E um estudo mais amplo analisou as mortes provocadas por armas de fogo, em homicídios e suicídios, entre 2010 e 2014, em 3.108 condados dos 48 estados contíguos. Cada condado recebeu duas notas, uma sobre a política adotada pelo estado em relação ao comércio de armas de fogo, e outra que considerou as regras nos estados vizinhos.

Dessa forma, cada um dos 3.108 condados foi classificado em três níveis de exposição às armas de fogo. Os resultados mostraram que leis rígidas sobre o comércio de armas de fogo num estado estavam associadas com taxas mais baixas de homicídios. Condados em estados com leis mais frouxas só tinham taxas mais baixas de homicídios quando vizinhos de estados com leis mais duras.

Além disso, as regras rígidas em um estado estavam associadas a menos suicídios, tanto por armas de fogo como em geral, não importando a firmeza das políticas nos estados vizinhos. “O endurecimento de políticas estaduais sobre as armas de fogo podem prevenir homicídios e suicídios, com benefícios que podem se estender além das fronteiras estaduais”, concluem os pesquisadores.

‘Crescente consenso’

Mas talvez o mais importante estudo sobre o tema seja uma meta-análise conduzida por John Donohue, da Universidade Stanford, e Philip J. Cook, da Universidade Duke.
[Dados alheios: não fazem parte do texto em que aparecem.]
impl TableBuilder {
    /// A builder with nothing to select from, as in `select 1`.
    pub fn unbound() -> Self {
        Self::default()
    }

    /// Selects everything from `source`, optionally renamed to `alias`.
    /// The name defaults to the alias.
    pub fn from_source(source: String, alias: Option<String>, name: Option<String>) -> Self {
        TableBuilder {
            name: alias.clone().or(name),
            source: Some(source),
            source_alias: alias,
            ..Self::default()
        }
    }

    /// Wraps a complete query that is not assembled from clauses, such as a
    /// compound select or a `with` query.
    pub fn from_raw(sql: String, nestable: bool) -> Self {
        TableBuilder {
            raw: Some(Raw { sql, nestable }),
            ..Self::default()
        }
    }

    pub fn name(&self) -> Option<&str> {
        self.name.as_deref()
    }

    pub fn is_raw(&self) -> bool {
        self.raw.is_some()
    }

    /// Whether the select list is fixed. Filters and joins can no longer be
    /// applied in place.
    pub fn is_selected(&self) -> bool {
        self.raw.is_some() || !self.groups.is_empty() || !self.items.is_empty() || self.distinct
    }

    /// Whether the row count is bounded. Ordering and bounding again must
    /// happen in a wrapping query.
    pub fn is_limited(&self) -> bool {
        self.raw.is_some() || self.limit.is_some() || self.offset.is_some()
    }

    fn is_ordered(&self) -> bool {
        !self.order.is_empty() || self.inline_sorts().next().is_some()
    }

    /// A builder that only names a source, so it can be emitted as the source
    /// itself rather than as a subquery.
    fn is_plain(&self) -> bool {
        self.source.is_some() && {
            let TableBuilder {
                name: _,
                source: _,
                source_alias: _,
                joins,
                wheres,
                groups,
                windows,
                havings,
                items,
                distinct,
                order,
                limit,
                offset,
                aggregated,
                raw,
            } = self;
            joins.is_empty()
                && wheres.is_empty()
                && groups.is_empty()
                && windows.is_empty()
                && havings.is_empty()
                && items.is_empty()
                && !distinct
                && order.is_empty()
                && limit.is_none()
                && offset.is_none()
                && !aggregated
                && raw.is_none()
        }
    }

    /// Moves everything so far into a subquery of a fresh builder, which
    /// keeps the current name.
    fn reify(self) -> Self {
        log::debug!("wrapping into a subquery: {:?}", self.name);
        let name = self.name.clone();
        let sql = self.to_sql(true);
        TableBuilder {
            source: Some(format!("({sql})")),
            source_alias: name.clone(),
            name,
            ..Self::default()
        }
    }

    pub fn with_where(mut self, condition: String) -> Self {
        if self.is_limited() {
            return self.reify().with_where(condition);
        }
        if self.aggregated {
            self.havings.push(condition);
            return self;
        }
        if self.is_selected() {
            return self.reify().with_where(condition);
        }
        self.wheres.push(condition);
        self
    }

    pub fn with_select(self, items: Vec<Column>) -> Self {
        if self.is_selected() || self.is_limited() {
            return self.reify().with_select(items);
        }
        TableBuilder {
            name: None,
            items,
            ..self
        }
    }

    pub fn with_group_select(self, groups: Vec<Column>, items: Vec<Column>) -> Self {
        if self.is_selected() || self.is_limited() {
            return self.reify().with_group_select(groups, items);
        }
        TableBuilder {
            name: None,
            groups,
            items,
            aggregated: true,
            ..self
        }
    }

    pub fn with_window(mut self, name: String, definition: String) -> Self {
        if self.is_selected() || self.is_limited() {
            return self.reify().with_window(name, definition);
        }
        self.windows.push((name, definition));
        self
    }

    pub fn with_join(mut self, join: JoinSpec) -> Result<Self> {
        if self.is_selected() || self.is_limited() {
            return self.reify().with_join(join);
        }

        let JoinSpec {
            natural,
            kind,
            target,
            constraint,
        } = join;

        let mut sql = String::new();
        if natural {
            sql += "natural ";
        }
        if let Some(kind) = kind {
            sql += &format!("{kind} ");
        }
        sql += "join ";
        sql += &target.as_source();

        match constraint {
            JoinOn::None => {}
            JoinOn::On(condition) => sql += &format!(" on {condition}"),
            JoinOn::Using(columns) => sql += &format!(" using ({})", columns.join(", ")),
            JoinOn::Keys { left, right } => {
                let Some(left_name) = &self.name else {
                    return Err(Error::new_semantic(format!(
                        "cannot infer the left table of `-:{left}:>`"
                    ))
                    .push_hint("add `as <name>` to the left table expression"));
                };
                let Some(right_name) = &target.name else {
                    return Err(Error::new_semantic(format!(
                        "cannot infer the right table of `-:{left}:>`"
                    ))
                    .push_hint("add `as <name>` to the right table expression"));
                };
                let right = right.as_deref().unwrap_or(left.as_str());
                sql += &format!(" on {left_name}.{left} = {right_name}.{right}");
            }
        }

        self.joins.push(sql);
        self.name = target.name;
        Ok(self)
    }

    pub fn with_distinct(self) -> Self {
        if self.is_limited() {
            return self.reify().with_distinct();
        }
        TableBuilder {
            distinct: true,
            ..self
        }
    }

    /// Order by `items` first, then by whatever order was already there.
    pub fn with_order(self, items: Vec<String>) -> Self {
        if self.is_limited() {
            return self.reify().with_order(items);
        }
        let order = items.into_iter().chain(self.order).collect();
        TableBuilder { order, ..self }
    }

    pub fn with_limit(self, limit: Option<String>, offset: Option<String>) -> Self {
        if self.is_limited() {
            return self.reify().with_limit(limit, offset);
        }
        TableBuilder {
            limit,
            offset,
            ..self
        }
    }

    /// Names the result, always as a subquery.
    pub fn alias(self, name: String) -> Self {
        let sql = self.to_sql(true);
        TableBuilder {
            name: Some(name.clone()),
            source: Some(format!("({sql})")),
            source_alias: Some(name),
            ..Self::default()
        }
    }

    /// Text to use after `from` or `join`.
    pub fn as_source(&self) -> String {
        let (source, alias) = match &self.source {
            Some(source) if self.is_plain() => (source.clone(), &self.source_alias),
            _ => (format!("({})", self.to_sql(true)), &self.name),
        };
        match alias {
            Some(alias) => format!("{source} as {alias}"),
            None => source,
        }
    }

    fn inline_sorts(&self) -> impl Iterator<Item = String> + '_ {
        self.groups
            .iter()
            .chain(&self.items)
            .filter_map(|c| Some(format!("{} {}", c.expr, c.sort?)))
    }

    /// Assembles the query.
    ///
    /// Without `allow_ordered`, a query that orders or bounds its rows is
    /// wrapped, so those clauses can't apply to an enclosing compound select.
    pub fn to_sql(&self, allow_ordered: bool) -> String {
        if let Some(raw) = &self.raw {
            return if allow_ordered || raw.nestable {
                raw.sql.clone()
            } else {
                format!("select * from ({})", raw.sql)
            };
        }

        let mut sql = String::from("select ");
        if self.distinct {
            sql += "distinct ";
        }

        let list = self.groups.iter().chain(&self.items).map(Column::to_sql);
        let list = list.collect_vec();
        if list.is_empty() {
            sql += "*";
        } else {
            sql += &list.join(", ");
        }

        if let Some(source) = &self.source {
            sql += " from ";
            sql += source;
            if let Some(alias) = &self.source_alias {
                sql += &format!(" as {alias}");
            }
        }
        for join in &self.joins {
            sql += " ";
            sql += join;
        }

        if !self.wheres.is_empty() {
            sql += " where ";
            sql += &self.wheres.iter().map(|w| format!("({w})")).join(" and ");
        }
        if !self.groups.is_empty() && !list.is_empty() {
            sql += " group by ";
            sql += &self.groups.iter().map(|g| format!("({})", g.expr)).join(", ");
        }
        if !self.havings.is_empty() {
            sql += " having ";
            sql += &self.havings.iter().map(|h| format!("({h})")).join(" and ");
        }
        if !self.windows.is_empty() {
            sql += " window ";
            sql += &self
                .windows
                .iter()
                .map(|(name, def)| format!("{name} as ({def})"))
                .join(", ");
        }

        let order = self.order.iter().cloned().chain(self.inline_sorts());
        let order = order.collect_vec();
        if !order.is_empty() {
            sql += " order by ";
            sql += &order.join(", ");
        }

        match (&self.limit, &self.offset) {
            (Some(limit), Some(offset)) => sql += &format!(" limit {limit} offset {offset}"),
            (Some(limit), None) => sql += &format!(" limit {limit}"),
            (None, Some(offset)) => sql += &format!(" limit -1 offset {offset}"),
            (None, None) => {}
        }

        if !allow_ordered && (self.is_ordered() || self.is_limited()) {
            return format!("select * from ({sql})");
        }
        sql
    }
}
A dupla revisou pesquisas produzidas nas últimas décadas para concluir o “crescente consenso” de que a remoção de restrições ao porte de armas está relacionada com o aumento dos crimes violentos, e que leis que dificultam a posse de armas a condenados por crimes domésticos reduzem os feminicídios.

Nos EUA, como aqui, o número de homicídios cometidos com armas de fogo é alarmante. Em 2015, mais de 36 mil pessoas morreram a tiros, sejam homicídios, suicídios ou acidentes. Apesar de o país ser visto hoje como o paraíso das armas de fogo, na década de 1970 todos os 50 estados, com exceção de cinco, tinham banido ou restringido severamente o porte. Agora, todos, com exceção de oito, aprovaram leis que removeram as restrições. A análise de estudos produzidos após esse período mostra que a desregulamentação das restrições do porte de armas de fogo aumentou o número de crimes violentos.

— O dilema para a ciência é que você está sempre trabalhando com dados imperfeitos e modelos estatísticos imperfeitos — afirmou Donohue. — O que é interessante sobre o atual corpo crescente de evidências sobre as leis do porte de armas é que diferentes pesquisadores, usando diferentes metodologias e diferentes bases de dados, estão chegando a conclusões semelhantes. Estamos todos reunidos em torno da mesma mensagem, e isso é o melhor que a ciência pode fazer: olhar dados imperfeitos de formas diferentes para ver se uma história consistente aparece.